Ears: Bob Mould -Patch The Sky

Bob Mould
Patch The Sky
Merge Records
3/25/16

Sometimes the worst situations that arise in an artist’s life can help to create a some of their most defining work – Bob Mould joins that club in his most recent release for Merge Records.

Released as the third in what Mould describes as a “trilogy”, Patch the Sky follows 2014’s Beauty and Ruin and 2012’s solo comeback, Silver Age. What all three albums have in common is not in thematic elements, but rather in the blissful noise pop fans and followers of Bob’s work either in his solo work, or his time in Husker Du and Sugar.

The album begins with the slow-burn single Voices in my Head, a track that blurs the line between noise and folk, as Mould describes what happens when one sits alone with their thoughts, which for many can be the most frightening endeavor imaginable. “I decide to listen to the voices in my head/strange hallucinations I avoid/the people and the places/the living and the dead/how can I find some truth within the noise”, Mould opines.

If there’s an outlier on Patch The Sky, Voices is it, recalling Mould’s very first solo LP Workbook, but as the record continues the speed dials up and the noise pierces through any of the folk-twinged sound of the opening track.

Follow-up rager The End of Things describes an apocalyptic scenario between a couple, surviving as their world self-destructs and remembering all of what they did in the past. “We used to be so good together/where did everything go wrong/we had fancy seats in heaven/and a beautiful home downtown”.

The themes of Patch the Sky don’t see a whole lot of daylight from start to finish; staying mostly in the basement, but the heavy noisy sound remains, even during anthemic ballads such as Hold On.

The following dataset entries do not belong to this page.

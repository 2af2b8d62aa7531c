// Copyright (c) 2025 Geoffrey Huntley <ghuntley@ghuntley.com>. All rights reserved.
// SPDX-License-Identifier: Proprietary

//! Analytics integration for flag usage tracking.
//!
//! The client forwards every flag resolution, custom event and identify call
//! to an [`AnalyticsHook`] while online. Batching and delivery are the hook's business; the
//! client only hands events over.
//!
//! # Feature events
//!
//! A [`FeatureRequestEvent`] converts to the standard `$feature_flag_called`
//! properties:
//!
//! | Property | Description |
//! |----------|-------------|
//! | `$feature_flag` | The flag key that was evaluated |
//! | `$feature_flag_response` | The value served |
//! | `$feature_flag_reason` | The evaluation reason (e.g. "Fallthrough", "RuleMatch(0)") |
//!
//! # Example
//!
//! ```ignore
//! use lumen_flags::{AnalyticsEvent, AnalyticsHook, FlagsClient};
//! use async_trait::async_trait;
//!
//! struct PrintHook;
//!
//! #[async_trait]
//! impl AnalyticsHook for PrintHook {
//!     async fn on_event(&self, event: AnalyticsEvent) {
//!         println!("{} event for {:?}", event.kind(), event.user().key);
//!     }
//! }
//!
//! let client = FlagsClient::builder()
//!     .store(store)
//!     .analytics_hook(PrintHook)
//!     .build()?;
//! ```

use std::sync::Arc;

use async_trait::async_trait;
use chrono::{DateTime, Utc};
use lumen_flags_core::{EvaluationReason, User, VariationValue};
use serde::{Deserialize, Serialize};

/// Recorded each time a flag is resolved.
#[derive(Debug, Clone, PartialEq, Serialize, Deserialize)]
#[serde(rename_all = "camelCase")]
pub struct FeatureRequestEvent {
	pub key: String,
	pub user: User,
	/// The value returned to the caller.
	pub value: VariationValue,
	/// The default the caller supplied.
	pub default: VariationValue,
	pub reason: EvaluationReason,
	pub creation_date: DateTime<Utc>,
}

impl FeatureRequestEvent {
	pub fn new(
		key: impl Into<String>,
		user: &User,
		value: VariationValue,
		default: VariationValue,
		reason: EvaluationReason,
	) -> Self {
		Self {
			key: key.into(),
			user: user.clone(),
			value,
			default,
			reason,
			creation_date: Utc::now(),
		}
	}

	/// Converts this event to the standard `$feature_flag_called` properties.
	pub fn to_event_properties(&self) -> serde_json::Value {
		serde_json::json!({
			"$feature_flag": self.key,
			"$feature_flag_response": self.value.to_string(),
			"$feature_flag_reason": self.reason.to_string(),
		})
	}
}

/// An application-defined event recorded through [`FlagsClient::track`](crate::FlagsClient::track).
#[derive(Debug, Clone, PartialEq, Serialize, Deserialize)]
#[serde(rename_all = "camelCase")]
pub struct CustomEvent {
	pub key: String,
	pub user: User,
	#[serde(default, skip_serializing_if = "Option::is_none")]
	pub data: Option<serde_json::Value>,
	pub creation_date: DateTime<Utc>,
}

/// Recorded through [`FlagsClient::identify`](crate::FlagsClient::identify).
#[derive(Debug, Clone, PartialEq, Serialize, Deserialize)]
#[serde(rename_all = "camelCase")]
pub struct IdentifyEvent {
	pub user: User,
	pub creation_date: DateTime<Utc>,
}

/// Every event the client hands to an analytics hook.
#[derive(Debug, Clone, PartialEq, Serialize, Deserialize)]
#[serde(tag = "kind", rename_all = "lowercase")]
pub enum AnalyticsEvent {
	Feature(FeatureRequestEvent),
	Custom(CustomEvent),
	Identify(IdentifyEvent),
}

impl AnalyticsEvent {
	pub fn kind(&self) -> &'static str {
		match self {
			AnalyticsEvent::Feature(_) => "feature",
			AnalyticsEvent::Custom(_) => "custom",
			AnalyticsEvent::Identify(_) => "identify",
		}
	}

	pub fn user(&self) -> &User {
		match self {
			AnalyticsEvent::Feature(e) => &e.user,
			AnalyticsEvent::Custom(e) => &e.user,
			AnalyticsEvent::Identify(e) => &e.user,
		}
	}
}

/// Receives analytics events from the client.
///
/// The hook is awaited on the resolution path. Implementations should be fast
/// and non-blocking; queue expensive work such as HTTP delivery in the
/// background, and never let an analytics failure affect flag resolution.
#[async_trait]
pub trait AnalyticsHook: Send + Sync + 'static {
	async fn on_event(&self, event: AnalyticsEvent);
}

/// Type alias for a shared analytics hook.
pub type SharedAnalyticsHook = Arc<dyn AnalyticsHook>;

/// A no-op analytics hook that discards all events.
///
/// This is used when no analytics integration is configured.
#[derive(Debug, Clone, Copy, Default)]
pub struct NoOpAnalyticsHook;

#[async_trait]
impl AnalyticsHook for NoOpAnalyticsHook {
	async fn on_event(&self, _event: AnalyticsEvent) {}
}

#[cfg(test)]
mod tests {
	use super::*;
	use std::sync::atomic::{AtomicUsize, Ordering};

	#[test]
	fn feature_event_to_event_properties() {
		let event = FeatureRequestEvent::new(
			"feature.beta",
			&User::new("user123"),
			VariationValue::Boolean(true),
			VariationValue::Boolean(false),
			EvaluationReason::RuleMatch { rule_index: 0 },
		);

		let props = event.to_event_properties();

		assert_eq!(props["$feature_flag"], "feature.beta");
		assert_eq!(props["$feature_flag_response"], "true");
		assert_eq!(props["$feature_flag_reason"], "RuleMatch(0)");
	}

	#[test]
	fn analytics_event_serialization() {
		let event = AnalyticsEvent::Custom(CustomEvent {
			key: "checkout_completed".to_string(),
			user: User::new("user456"),
			data: Some(serde_json::json!({"total": 42})),
			creation_date: Utc::now(),
		});

		let json = serde_json::to_value(&event).unwrap();
		assert_eq!(json["kind"], "custom");
		assert_eq!(json["key"], "checkout_completed");
		assert_eq!(json["user"]["key"], "user456");

		let parsed: AnalyticsEvent = serde_json::from_value(json).unwrap();
		assert_eq!(parsed, event);
	}

	#[test]
	fn analytics_event_accessors() {
		let event = AnalyticsEvent::Identify(IdentifyEvent {
			user: User::new("user789"),
			creation_date: Utc::now(),
		});
		assert_eq!(event.kind(), "identify");
		assert_eq!(event.user().key.as_deref(), Some("user789"));
	}

	struct CountingHook {
		count: AtomicUsize,
	}

	#[async_trait]
	impl AnalyticsHook for CountingHook {
		async fn on_event(&self, _event: AnalyticsEvent) {
			self.count.fetch_add(1, Ordering::SeqCst);
		}
	}

	#[tokio::test]
	async fn analytics_hook_is_called() {
		let hook = CountingHook {
			count: AtomicUsize::new(0),
		};

		let event = AnalyticsEvent::Identify(IdentifyEvent {
			user: User::new("user"),
			creation_date: Utc::now(),
		});
		hook.on_event(event).await;

		assert_eq!(hook.count.load(Ordering::SeqCst), 1);
	}

	#[tokio::test]
	async fn noop_hook_does_nothing() {
		let hook = NoOpAnalyticsHook;
		let event = AnalyticsEvent::Identify(IdentifyEvent {
			user: User::new("user"),
			creation_date: Utc::now(),
		});

		hook.on_event(event).await;
	}
}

You Say You best resembles a Sugar track from Bob’s past, keeping a melodic noise-pop feel despite the track’s themes of a relationship suffering from double talk and uncertainty. “You say you want it now, you/but you only want it now and then”, Mould seethes. The darkness continues on the album after the halfway mark, with the bouncy loud track Pray For Rain and slower cut Lucifer and God.

Daddy’s Favorite is a standout cut on the album, focusing on Mould’s struggles with his father regarding his upbringing and his own coming out in the 1990s, putting a strain on the family momentarily before patching things up thereafter. Mould lost his father fairly recently, and to cover that by eulogizing this moment in his past in one of the more distorted tracks on Patch The Sky is an honor.

Hands are Tied and Losing Time are the closest you’ll get to New Day Rising-era Husker Du tracks on Patch The Sky, clocking in at not even two minutes and showcasing Bob, Jason and Jon at their punk/thrash strengths. Black Confetti follows it, with a wall of noise that best resembles a combination of power pop and shoegaze as Bob’s vocals are buried deep beneath the noise.

Closer Monument wraps up the album by taking a cool-off lap and returning to the same pace as opener Voices in my Head as Mould gets very introspective about his own struggles with depression over the course of his life, building inner walls and the last few years of losses he’s experienced. “I try to be happy every day/but my black heart, it burns”.

For a closing chapter to this “trilogy” of Mould’s albums, Patch The Sky is just as strong if not a pinch stronger than 2012’s Silver Age by its own brutal honesty through the lyrics within the album. The songs aren’t as fast paced this time around, but the songs are just as catchy. Mould shows off that he’s not willing to go quietly from his place as one of guitar rock’s greatest players alongside excellent noodling by Jason Narducy and Jon Wurster’s manic but prepared drumming.

Three indie rock vets showing that age is more than just a number, it shows experience that pays off in loud, noisy, catchy dividends.